━━━━━ Task inputs ━━━━━

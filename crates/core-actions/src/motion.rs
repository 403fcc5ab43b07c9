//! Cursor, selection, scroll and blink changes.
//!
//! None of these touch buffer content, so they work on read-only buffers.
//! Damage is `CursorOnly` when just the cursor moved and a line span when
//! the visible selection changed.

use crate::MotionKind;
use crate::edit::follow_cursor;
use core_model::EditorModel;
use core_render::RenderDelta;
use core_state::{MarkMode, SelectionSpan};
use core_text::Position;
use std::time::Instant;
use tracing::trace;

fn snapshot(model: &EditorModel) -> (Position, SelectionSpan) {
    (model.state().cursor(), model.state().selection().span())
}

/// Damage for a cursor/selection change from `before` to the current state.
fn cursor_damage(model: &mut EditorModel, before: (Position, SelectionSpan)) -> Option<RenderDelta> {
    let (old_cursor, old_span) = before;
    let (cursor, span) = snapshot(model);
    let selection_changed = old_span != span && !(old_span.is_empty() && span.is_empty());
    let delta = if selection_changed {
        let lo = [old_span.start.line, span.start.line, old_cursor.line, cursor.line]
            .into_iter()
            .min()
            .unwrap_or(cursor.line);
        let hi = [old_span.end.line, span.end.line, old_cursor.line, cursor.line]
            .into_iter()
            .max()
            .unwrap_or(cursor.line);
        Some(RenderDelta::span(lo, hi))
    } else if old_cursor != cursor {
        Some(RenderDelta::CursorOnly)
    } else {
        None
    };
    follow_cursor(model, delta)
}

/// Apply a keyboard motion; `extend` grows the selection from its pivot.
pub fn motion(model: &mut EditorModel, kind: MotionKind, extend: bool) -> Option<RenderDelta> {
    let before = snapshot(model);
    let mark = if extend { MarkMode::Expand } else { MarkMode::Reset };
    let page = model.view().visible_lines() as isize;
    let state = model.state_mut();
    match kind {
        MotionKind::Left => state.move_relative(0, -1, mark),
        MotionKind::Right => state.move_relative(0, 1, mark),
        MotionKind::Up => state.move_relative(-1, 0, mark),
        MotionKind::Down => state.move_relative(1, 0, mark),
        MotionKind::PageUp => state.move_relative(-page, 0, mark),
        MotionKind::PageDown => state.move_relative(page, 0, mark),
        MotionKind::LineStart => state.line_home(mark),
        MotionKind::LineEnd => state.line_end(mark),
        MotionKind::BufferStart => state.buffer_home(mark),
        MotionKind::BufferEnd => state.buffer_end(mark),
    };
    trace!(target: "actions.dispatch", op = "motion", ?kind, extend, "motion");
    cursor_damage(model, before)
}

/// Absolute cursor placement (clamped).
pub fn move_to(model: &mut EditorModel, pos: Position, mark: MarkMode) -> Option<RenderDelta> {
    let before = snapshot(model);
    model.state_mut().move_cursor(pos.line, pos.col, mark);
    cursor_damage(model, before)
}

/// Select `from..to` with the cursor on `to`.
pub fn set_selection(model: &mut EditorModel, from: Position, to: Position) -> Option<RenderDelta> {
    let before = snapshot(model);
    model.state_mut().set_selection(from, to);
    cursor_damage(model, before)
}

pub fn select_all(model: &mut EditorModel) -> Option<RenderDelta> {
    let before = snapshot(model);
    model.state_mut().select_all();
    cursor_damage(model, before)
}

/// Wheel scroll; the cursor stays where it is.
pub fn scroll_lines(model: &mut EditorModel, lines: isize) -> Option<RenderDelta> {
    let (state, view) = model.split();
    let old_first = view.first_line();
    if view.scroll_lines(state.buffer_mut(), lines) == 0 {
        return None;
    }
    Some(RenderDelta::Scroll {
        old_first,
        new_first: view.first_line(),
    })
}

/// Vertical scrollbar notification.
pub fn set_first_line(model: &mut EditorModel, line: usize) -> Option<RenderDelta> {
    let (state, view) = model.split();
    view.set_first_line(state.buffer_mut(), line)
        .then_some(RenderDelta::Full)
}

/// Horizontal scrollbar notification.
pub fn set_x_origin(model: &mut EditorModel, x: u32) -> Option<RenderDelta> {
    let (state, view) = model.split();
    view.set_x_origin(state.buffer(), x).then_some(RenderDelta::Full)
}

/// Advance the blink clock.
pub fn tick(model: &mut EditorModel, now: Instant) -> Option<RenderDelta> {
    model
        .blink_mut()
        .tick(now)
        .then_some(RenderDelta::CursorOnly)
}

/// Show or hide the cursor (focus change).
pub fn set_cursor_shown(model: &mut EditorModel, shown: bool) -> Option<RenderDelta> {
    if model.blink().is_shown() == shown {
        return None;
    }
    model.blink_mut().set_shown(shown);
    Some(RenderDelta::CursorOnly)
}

━━━━━

To do: Emit the records above again, exactly, with no line skipped.

Answer box:
filename crates/core-actions/src/motion.rs
repository 403fcc5ab43b07c9
//! Cursor, selection, scroll and blink changes.
//!
//! None of these touch buffer content, so they work on read-only buffers.
//! Damage is `CursorOnly` when just the cursor moved and a line span when
//! the visible selection changed.

use crate::MotionKind;
use crate::edit::follow_cursor;
use core_model::EditorModel;
use core_render::RenderDelta;
use core_state::{MarkMode, SelectionSpan};
use core_text::Position;
use std::time::Instant;
use tracing::trace;

fn snapshot(model: &EditorModel) -> (Position, SelectionSpan) {
    (model.state().cursor(), model.state().selection().span())
}

/// Damage for a cursor/selection change from `before` to the current state.
fn cursor_damage(model: &mut EditorModel, before: (Position, SelectionSpan)) -> Option<RenderDelta> {
    let (old_cursor, old_span) = before;
    let (cursor, span) = snapshot(model);
    let selection_changed = old_span != span && !(old_span.is_empty() && span.is_empty());
    let delta = if selection_changed {
        let lo = [old_span.start.line, span.start.line, old_cursor.line, cursor.line]
            .into_iter()
            .min()
            .unwrap_or(cursor.line);
        let hi = [old_span.end.line, span.end.line, old_cursor.line, cursor.line]
            .into_iter()
            .max()
            .unwrap_or(cursor.line);
        Some(RenderDelta::span(lo, hi))
    } else if old_cursor != cursor {
        Some(RenderDelta::CursorOnly)
    } else {
        None
    };
    follow_cursor(model, delta)
}

/// Apply a keyboard motion; `extend` grows the selection from its pivot.
pub fn motion(model: &mut EditorModel, kind: MotionKind, extend: bool) -> Option<RenderDelta> {
    let before = snapshot(model);
    let mark = if extend { MarkMode::Expand } else { MarkMode::Reset };
    let page = model.view().visible_lines() as isize;
    let state = model.state_mut();
    match kind {
        MotionKind::Left => state.move_relative(0, -1, mark),
        MotionKind::Right => state.move_relative(0, 1, mark),
        MotionKind::Up => state.move_relative(-1, 0, mark),
        MotionKind::Down => state.move_relative(1, 0, mark),
        MotionKind::PageUp => state.move_relative(-page, 0, mark),
        MotionKind::PageDown => state.move_relative(page, 0, mark),
        MotionKind::LineStart => state.line_home(mark),
        MotionKind::LineEnd => state.line_end(mark),
        MotionKind::BufferStart => state.buffer_home(mark),
        MotionKind::BufferEnd => state.buffer_end(mark),
    };
    trace!(target: "actions.dispatch", op = "motion", ?kind, extend, "motion");
    cursor_damage(model, before)
}

/// Absolute cursor placement (clamped).
pub fn move_to(model: &mut EditorModel, pos: Position, mark: MarkMode) -> Option<RenderDelta> {
    let before = snapshot(model);
    model.state_mut().move_cursor(pos.line, pos.col, mark);
    cursor_damage(model, before)
}

/// Select `from..to` with the cursor on `to`.
pub fn set_selection(model: &mut EditorModel, from: Position, to: Position) -> Option<RenderDelta> {
    let before = snapshot(model);
    model.state_mut().set_selection(from, to);
    cursor_damage(model, before)
}

pub fn select_all(model: &mut EditorModel) -> Option<RenderDelta> {
    let before = snapshot(model);
    model.state_mut().select_all();
    cursor_damage(model, before)
}

/// Wheel scroll; the cursor stays where it is.
pub fn scroll_lines(model: &mut EditorModel, lines: isize) -> Option<RenderDelta> {
    let (state, view) = model.split();
    let old_first = view.first_line();
    if view.scroll_lines(state.buffer_mut(), lines) == 0 {
        return None;
    }
    Some(RenderDelta::Scroll {
        old_first,
        new_first: view.first_line(),
    })
}

/// Vertical scrollbar notification.
pub fn set_first_line(model: &mut EditorModel, line: usize) -> Option<RenderDelta> {
    let (state, view) = model.split();
    view.set_first_line(state.buffer_mut(), line)
        .then_some(RenderDelta::Full)
}

/// Horizontal scrollbar notification.
pub fn set_x_origin(model: &mut EditorModel, x: u32) -> Option<RenderDelta> {
    let (state, view) = model.split();
    view.set_x_origin(state.buffer(), x).then_some(RenderDelta::Full)
}

/// Advance the blink clock.
pub fn tick(model: &mut EditorModel, now: Instant) -> Option<RenderDelta> {
    model
        .blink_mut()
        .tick(now)
        .then_some(RenderDelta::CursorOnly)
}

/// Show or hide the cursor (focus change).
pub fn set_cursor_shown(model: &mut EditorModel, shown: bool) -> Option<RenderDelta> {
    if model.blink().is_shown() == shown {
        return None;
    }
    model.blink_mut().set_shown(shown);
    Some(RenderDelta::CursorOnly)
}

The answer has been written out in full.